**About this task**
Go through the entries and write each one out again unchanged.

**Stored items**
####################
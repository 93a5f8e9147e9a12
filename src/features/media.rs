//! Media file discovery
//!
//! Finds lyrics for an audio file from:
//! 1. A same-name lyrics file next to it (song.mp3 -> song.lrc/srt/txt)
//! 2. Lyrics embedded in the audio file's tags

use std::path::Path;

pub mod lyrics;

/// Find lyrics text for an audio file
///
/// Returns the raw decoded text; parse it with
/// [`parse_lyrics`](crate::features::lyrics::parse_lyrics).
pub fn find_lyrics_for_audio(audio_path: &Path) -> Option<String> {
    lyrics::find_lyrics(audio_path, crate::features::import::DEFAULT_ENCODINGS)
}

/// Display name for an audio file: the file name without its extension
pub fn display_name(audio_path: &Path) -> String {
    audio_path
        .file_stem()
        .or_else(|| audio_path.file_name())
        .map(|s| s.to_string_lossy().into_owned())
        .unwrap_or_default()
}
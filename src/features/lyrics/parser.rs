//! Lyrics parsing module
//!
//! Supports:
//! - LRC: Standard line-level lyrics [mm:ss.xx]text
//! - SRT: SubRip subtitle blocks
//! - Plain text fallback (untimed)
//!
//! Parsing never fails: anything unrecognized degrades to a plain set.

mod lrc;
mod srt;
mod types;

pub use lrc::{stringify_lrc, write_timestamp};
pub use srt::{DEFAULT_CUE_MS, stringify_srt};
pub use types::*;

/// Anything that can hand raw (already decoded) lyric text to the parser
pub trait LyricSource {
    fn lyric_text(&self) -> String;
}

impl LyricSource for str {
    fn lyric_text(&self) -> String {
        self.to_string()
    }
}

impl LyricSource for String {
    fn lyric_text(&self) -> String {
        self.clone()
    }
}

impl<T: LyricSource + ?Sized> LyricSource for &T {
    fn lyric_text(&self) -> String {
        (**self).lyric_text()
    }
}

/// Detect lyrics format from content
pub fn detect_format(content: &str) -> LyricsFormat {
    parse_lyrics(content).format()
}

/// Parse lyrics from string content
///
/// SRT is tried first when the text contains an arrow, then LRC, then the
/// whole text becomes a single untimed entry.
pub fn parse_lyrics(content: &str) -> LyricSet {
    if content.trim().is_empty() {
        return LyricSet::empty();
    }

    if content.contains("-->") {
        if let Some(set) = srt::parse_srt(content) {
            return set;
        }
    }

    lrc::parse_lrc(content).unwrap_or_else(|| parse_plain(content))
}

/// Parse lyrics with specified format, falling back to plain text when the
/// forced parser finds nothing
pub fn parse_lyrics_with_format(content: &str, format: LyricsFormat) -> LyricSet {
    if content.trim().is_empty() {
        return LyricSet::empty();
    }

    let parsed = match format {
        LyricsFormat::Lrc => lrc::parse_lrc(content),
        LyricsFormat::Srt => srt::parse_srt(content),
        LyricsFormat::Plain => None,
    };

    parsed.unwrap_or_else(|| parse_plain(content))
}

/// Parse lyrics from any source
pub fn parse_source<S: LyricSource + ?Sized>(source: &S) -> LyricSet {
    parse_lyrics(&source.lyric_text())
}

/// Untimed text: one entry at 0 spanning the whole track
fn parse_plain(content: &str) -> LyricSet {
    let text = content.trim_start_matches('\u{feff}').trim();
    if text.is_empty() {
        return LyricSet::empty();
    }
    LyricSet::new(vec![LyricEntry::new(0, text)], LyricsFormat::Plain)
}

impl LyricSet {
    /// Serialize as LRC
    pub fn to_lrc(&self) -> String {
        stringify_lrc(self)
    }

    /// Serialize as SRT; open-ended entries get a default cue length
    pub fn to_srt(&self) -> String {
        stringify_srt(self)
    }

    /// Serialize in the given format. Plain output is the bare text lines.
    pub fn to_format(&self, format: LyricsFormat) -> String {
        match format {
            LyricsFormat::Lrc => self.to_lrc(),
            LyricsFormat::Srt => self.to_srt(),
            LyricsFormat::Plain => self
                .entries()
                .iter()
                .map(|e| e.text.as_str())
                .collect::<Vec<_>>()
                .join("\n"),
        }
    }
}

#[cfg(test)]
mod tests {
    use super::*;
    use pretty_assertions::assert_eq;

    #[test]
    fn test_detect_lrc() {
        let content = "[00:01.12]First line\n[00:05.00]Second line";
        assert_eq!(detect_format(content), LyricsFormat::Lrc);
    }

    #[test]
    fn test_detect_srt() {
        let content = "1\n00:00:01,000 --> 00:00:02,000\nHi";
        assert_eq!(detect_format(content), LyricsFormat::Srt);
    }

    #[test]
    fn test_arrow_in_lrc_text_stays_lrc() {
        let content = "[00:01.00]left --> right\n[00:02.00]next";
        let set = parse_lyrics(content);
        assert_eq!(set.format(), LyricsFormat::Lrc);
        assert_eq!(set.entries()[0].text, "left --> right");
    }

    #[test]
    fn test_plain_fallback() {
        let set = parse_lyrics("  just some notes \n");
        assert_eq!(set.format(), LyricsFormat::Plain);
        assert_eq!(set.entries(), &[LyricEntry::new(0, "just some notes")]);
        assert!(!set.is_timed());
    }

    #[test]
    fn test_empty_input() {
        for input in ["", "   ", "\n\n"] {
            let set = parse_lyrics(input);
            assert!(set.is_empty());
            assert_eq!(set.format(), LyricsFormat::Plain);
        }
    }

    #[test]
    fn test_parse_is_idempotent() {
        let content = "[00:03.00]b\n[00:01.00]a\n[00:01.00]a2";
        assert_eq!(parse_lyrics(content), parse_lyrics(content));
    }

    #[test]
    fn test_forced_format_degrades_to_plain() {
        let set = parse_lyrics_with_format("[00:01.00]x", LyricsFormat::Srt);
        assert_eq!(set.format(), LyricsFormat::Plain);
        assert_eq!(set.entries()[0].text, "[00:01.00]x");

        let set = parse_lyrics_with_format("[00:01.00]x", LyricsFormat::Lrc);
        assert_eq!(set.format(), LyricsFormat::Lrc);
    }

    #[test]
    fn test_parse_source() {
        let owned = String::from("[00:01.00]Hello");
        assert_eq!(parse_source(&owned).len(), 1);
        assert_eq!(parse_source("notes").format(), LyricsFormat::Plain);
    }

    #[test]
    fn test_convert_srt_to_lrc() {
        let set = parse_lyrics("1\n00:00:01,000 --> 00:00:02,000\nHi\nthere");
        assert_eq!(set.to_lrc(), "[00:01.000]Hi there\n");
        assert_eq!(set.to_format(LyricsFormat::Plain), "Hi\nthere");
    }
}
####################
**Exercise solution**
repository 93a5f8e9147e9a12
filename src/features/media.rs
//! Media file discovery
//!
//! Finds lyrics for an audio file from:
//! 1. A same-name lyrics file next to it (song.mp3 -> song.lrc/srt/txt)
//! 2. Lyrics embedded in the audio file's tags

use std::path::Path;

pub mod lyrics;

/// Find lyrics text for an audio file
///
/// Returns the raw decoded text; parse it with
/// [`parse_lyrics`](crate::features::lyrics::parse_lyrics).
pub fn find_lyrics_for_audio(audio_path: &Path) -> Option<String> {
    lyrics::find_lyrics(audio_path, crate::features::import::DEFAULT_ENCODINGS)
}

/// Display name for an audio file: the file name without its extension
pub fn display_name(audio_path: &Path) -> String {
    audio_path
        .file_stem()
        .or_else(|| audio_path.file_name())
        .map(|s| s.to_string_lossy().into_owned())
        .unwrap_or_default()
}
filename src/features/lyrics/parser.rs
//! Lyrics parsing module
//!
//! Supports:
//! - LRC: Standard line-level lyrics [mm:ss.xx]text
//! - SRT: SubRip subtitle blocks
//! - Plain text fallback (untimed)
//!
//! Parsing never fails: anything unrecognized degrades to a plain set.

mod lrc;
mod srt;
mod types;

pub use lrc::{stringify_lrc, write_timestamp};
pub use srt::{DEFAULT_CUE_MS, stringify_srt};
pub use types::*;

/// Anything that can hand raw (already decoded) lyric text to the parser
pub trait LyricSource {
    fn lyric_text(&self) -> String;
}

impl LyricSource for str {
    fn lyric_text(&self) -> String {
        self.to_string()
    }
}

impl LyricSource for String {
    fn lyric_text(&self) -> String {
        self.clone()
    }
}

impl<T: LyricSource + ?Sized> LyricSource for &T {
    fn lyric_text(&self) -> String {
        (**self).lyric_text()
    }
}

/// Detect lyrics format from content
pub fn detect_format(content: &str) -> LyricsFormat {
    parse_lyrics(content).format()
}

/// Parse lyrics from string content
///
/// SRT is tried first when the text contains an arrow, then LRC, then the
/// whole text becomes a single untimed entry.
pub fn parse_lyrics(content: &str) -> LyricSet {
    if content.trim().is_empty() {
        return LyricSet::empty();
    }

    if content.contains("-->") {
        if let Some(set) = srt::parse_srt(content) {
            return set;
        }
    }

    lrc::parse_lrc(content).unwrap_or_else(|| parse_plain(content))
}

/// Parse lyrics with specified format, falling back to plain text when the
/// forced parser finds nothing
pub fn parse_lyrics_with_format(content: &str, format: LyricsFormat) -> LyricSet {
    if content.trim().is_empty() {
        return LyricSet::empty();
    }

    let parsed = match format {
        LyricsFormat::Lrc => lrc::parse_lrc(content),
        LyricsFormat::Srt => srt::parse_srt(content),
        LyricsFormat::Plain => None,
    };

    parsed.unwrap_or_else(|| parse_plain(content))
}

/// Parse lyrics from any source
pub fn parse_source<S: LyricSource + ?Sized>(source: &S) -> LyricSet {
    parse_lyrics(&source.lyric_text())
}

/// Untimed text: one entry at 0 spanning the whole track
fn parse_plain(content: &str) -> LyricSet {
    let text = content.trim_start_matches('\u{feff}').trim();
    if text.is_empty() {
        return LyricSet::empty();
    }
    LyricSet::new(vec![LyricEntry::new(0, text)], LyricsFormat::Plain)
}

impl LyricSet {
    /// Serialize as LRC
    pub fn to_lrc(&self) -> String {
        stringify_lrc(self)
    }

    /// Serialize as SRT; open-ended entries get a default cue length
    pub fn to_srt(&self) -> String {
        stringify_srt(self)
    }

    /// Serialize in the given format. Plain output is the bare text lines.
    pub fn to_format(&self, format: LyricsFormat) -> String {
        match format {
            LyricsFormat::Lrc => self.to_lrc(),
            LyricsFormat::Srt => self.to_srt(),
            LyricsFormat::Plain => self
                .entries()
                .iter()
                .map(|e| e.text.as_str())
                .collect::<Vec<_>>()
                .join("\n"),
        }
    }
}

#[cfg(test)]
mod tests {
    use super::*;
    use pretty_assertions::assert_eq;

    #[test]
    fn test_detect_lrc() {
        let content = "[00:01.12]First line\n[00:05.00]Second line";
        assert_eq!(detect_format(content), LyricsFormat::Lrc);
    }

    #[test]
    fn test_detect_srt() {
        let content = "1\n00:00:01,000 --> 00:00:02,000\nHi";
        assert_eq!(detect_format(content), LyricsFormat::Srt);
    }

    #[test]
    fn test_arrow_in_lrc_text_stays_lrc() {
        let content = "[00:01.00]left --> right\n[00:02.00]next";
        let set = parse_lyrics(content);
        assert_eq!(set.format(), LyricsFormat::Lrc);
        assert_eq!(set.entries()[0].text, "left --> right");
    }

    #[test]
    fn test_plain_fallback() {
        let set = parse_lyrics("  just some notes \n");
        assert_eq!(set.format(), LyricsFormat::Plain);
        assert_eq!(set.entries(), &[LyricEntry::new(0, "just some notes")]);
        assert!(!set.is_timed());
    }

    #[test]
    fn test_empty_input() {
        for input in ["", "   ", "\n\n"] {
            let set = parse_lyrics(input);
            assert!(set.is_empty());
            assert_eq!(set.format(), LyricsFormat::Plain);
        }
    }

    #[test]
    fn test_parse_is_idempotent() {
        let content = "[00:03.00]b\n[00:01.00]a\n[00:01.00]a2";
        assert_eq!(parse_lyrics(content), parse_lyrics(content));
    }

    #[test]
    fn test_forced_format_degrades_to_plain() {
        let set = parse_lyrics_with_format("[00:01.00]x", LyricsFormat::Srt);
        assert_eq!(set.format(), LyricsFormat::Plain);
        assert_eq!(set.entries()[0].text, "[00:01.00]x");

        let set = parse_lyrics_with_format("[00:01.00]x", LyricsFormat::Lrc);
        assert_eq!(set.format(), LyricsFormat::Lrc);
    }

    #[test]
    fn test_parse_source() {
        let owned = String::from("[00:01.00]Hello");
        assert_eq!(parse_source(&owned).len(), 1);
        assert_eq!(parse_source("notes").format(), LyricsFormat::Plain);
    }

    #[test]
    fn test_convert_srt_to_lrc() {
        let set = parse_lyrics("1\n00:00:01,000 --> 00:00:02,000\nHi\nthere");
        assert_eq!(set.to_lrc(), "[00:01.000]Hi there\n");
        assert_eq!(set.to_format(LyricsFormat::Plain), "Hi\nthere");
    }
}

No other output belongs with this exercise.